東京五輪でテコンドーの全階級(男女各4階級)の試合が終わったが、韓国は歴代五輪で初めて金メダルがゼロとなった。銀1、銅2を獲得するにとどまり、発祥国だけに衝撃が大きかった。代わって、ウズベキスタンやタイ、セルビアなどが金メダルを獲得、台湾、チュニジア、ヨルダン、北マケドニア、トルコの選手も表彰台にのぼった。いずれも五輪メダルと縁遠い国・地域だ。このような背景に「韓国の武術であるテコンドーが世界化に成功したためだ」という見方がある。

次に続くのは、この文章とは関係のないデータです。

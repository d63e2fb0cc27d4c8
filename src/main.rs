//! crewline CLI - research, write and translate with a crew of LLM roles

use std::collections::HashMap;
use std::path::PathBuf;
use std::sync::Arc;

use clap::{Parser, Subcommand};
use colored::Colorize;
use tracing::warn;

use crewline::output::write_event_log;
use crewline::pipeline::BUILTIN_PIPELINE_YAML;
use crewline::{create_provider, CrewError, FixSuggestion, Pipeline, Provider, Runner};

#[derive(Parser)]
#[command(name = "crewline")]
#[command(about = "Sequential multi-agent content pipeline over an LLM API")]
#[command(version)]
struct Cli {
    #[command(subcommand)]
    command: Commands,
}

#[derive(Subcommand)]
enum Commands {
    /// Run a pipeline (built-in blog pipeline when no file is given)
    Run {
        /// Path to a .crew.yaml file
        file: Option<PathBuf>,

        /// Override the pipeline provider (groq, mock)
        #[arg(short, long)]
        provider: Option<String>,

        /// Override the pipeline model
        #[arg(short, long)]
        model: Option<String>,

        /// Placeholder value, e.g. --input topic="Rust em 2025"
        #[arg(short, long = "input", value_name = "KEY=VALUE")]
        inputs: Vec<String>,

        /// Final result file (default from the pipeline, else resultado.md)
        #[arg(short, long)]
        output: Option<PathBuf>,

        /// Write the execution event log as JSON
        #[arg(long, value_name = "PATH")]
        events: Option<PathBuf>,
    },

    /// Validate a pipeline without calling the model
    Validate {
        /// Path to a .crew.yaml file
        file: Option<PathBuf>,
    },

    /// Print the built-in pipeline definition
    Show,
}

#[tokio::main]
async fn main() {
    // Load .env file (ignore if not present)
    let _ = dotenvy::dotenv();

    tracing_subscriber::fmt()
        .with_env_filter(
            tracing_subscriber::EnvFilter::try_from_default_env()
                .unwrap_or_else(|_| tracing_subscriber::EnvFilter::new("info")),
        )
        .with_writer(std::io::stderr)
        .init();

    let cli = Cli::parse();

    let result = match cli.command {
        Commands::Run {
            file,
            provider,
            model,
            inputs,
            output,
            events,
        } => run_pipeline(file, provider, model, inputs, output, events).await,
        Commands::Validate { file } => validate_pipeline(file),
        Commands::Show => {
            print!("{BUILTIN_PIPELINE_YAML}");
            Ok(())
        }
    };

    if let Err(e) = result {
        eprintln!("\n{} {}", "❌ Erro:".red().bold(), e);
        if let Some(suggestion) = e.fix_suggestion() {
            eprintln!("  {} {}", "Fix:".yellow(), suggestion);
        }
        std::process::exit(1);
    }
}

fn load(file: Option<&PathBuf>) -> Result<Pipeline, CrewError> {
    match file {
        Some(path) => Pipeline::load(path),
        None => Pipeline::builtin(),
    }
}

fn parse_inputs(raw: &[String]) -> Result<HashMap<String, String>, CrewError> {
    raw.iter()
        .map(|pair| match pair.split_once('=') {
            Some((key, value)) if !key.trim().is_empty() => {
                Ok((key.trim().to_string(), value.to_string()))
            }
            _ => Err(CrewError::InvalidInput { raw: pair.clone() }),
        })
        .collect()
}

async fn run_pipeline(
    file: Option<PathBuf>,
    provider_override: Option<String>,
    model_override: Option<String>,
    raw_inputs: Vec<String>,
    output: Option<PathBuf>,
    events: Option<PathBuf>,
) -> Result<(), CrewError> {
    let mut pipeline = load(file.as_ref())?;
    let inputs = parse_inputs(&raw_inputs)?;

    if let Some(p) = provider_override {
        pipeline.provider = p;
    }
    pipeline.validate()?;

    let model_label = model_override
        .clone()
        .or_else(|| pipeline.model.clone())
        .unwrap_or_else(|| "(default)".to_string());
    let provider: Arc<dyn Provider> = Arc::from(create_provider(&pipeline.provider)?);
    let runner = Runner::new(pipeline, provider)
        .with_model(model_override)
        .with_inputs(inputs)
        .with_result_file(output);

    println!(
        "{} Using provider: {} | model: {}",
        "→".cyan(),
        runner.pipeline().provider.cyan().bold(),
        model_label.cyan()
    );
    if file.is_none() {
        println!("⏳ Processando conteúdo em português e realizando a tradução...");
    } else {
        println!("⏳ Running {} tasks...", runner.pipeline().tasks.len());
    }

    let result = runner.run().await;

    // A failed dump never hides the run's own error
    if let Some(path) = events {
        if let Err(e) = write_event_log(&path, runner.event_log()).await {
            if result.is_ok() {
                return Err(e);
            }
            warn!(path = %path.display(), error = %e, "Event log not written");
        }
    }

    let result = result?;
    println!(
        "\n{} {} {}",
        "📝 Conteúdo gerado".green().bold(),
        "→".cyan(),
        result.result_file.display()
    );
    println!("{}", result);

    Ok(())
}

fn validate_pipeline(file: Option<PathBuf>) -> Result<(), CrewError> {
    let pipeline = load(file.as_ref())?;
    let plan = pipeline.plan()?;

    let name = file
        .as_ref()
        .map(|p| p.display().to_string())
        .unwrap_or_else(|| "(built-in)".to_string());
    println!("{} Pipeline '{}' is valid", "✓".green(), name);
    println!("  Provider: {}", pipeline.provider);
    println!("  Model: {}", pipeline.model.as_deref().unwrap_or("(default)"));
    println!("  Roles: {}", plan.registry.len());
    println!("  Tasks: {}", plan.order.len());
    let order: Vec<&str> = plan.order.iter().map(|id| id.as_ref()).collect();
    println!("  Order: {}", order.join(" → "));

    Ok(())
}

スポーツとしてのテコンドーは1950年代以降に韓国で定着。試合は、胴プロテクターとヘッドギアの防具を着用し、防具の上のみを攻撃する。胴体へはパンチと蹴りの両方、頭部は蹴りのみが可能だ。88年のソウル五輪で公開試合が行われ、2000年シドニー五輪から正式競技に採用された。当初は韓国の独壇場だったが、華麗な足さばきやスピードが見るものを魅了し、五輪採用を契機に国際競技として発展してきた。
現在、210カ国が国際テコンドー連盟に加盟しており、競技人口は1000万人近い。米国や欧州諸国のみならず、アフリカ、中東で競技人口が飛躍的に増加。そのため、競技レベルが国際的に向上した。今大会にも61カ国・地域の選手が出場した。
米ニューヨークタイムズ紙は「テコンドーが五輪でメダルを取れない国の希望になった」と報じた。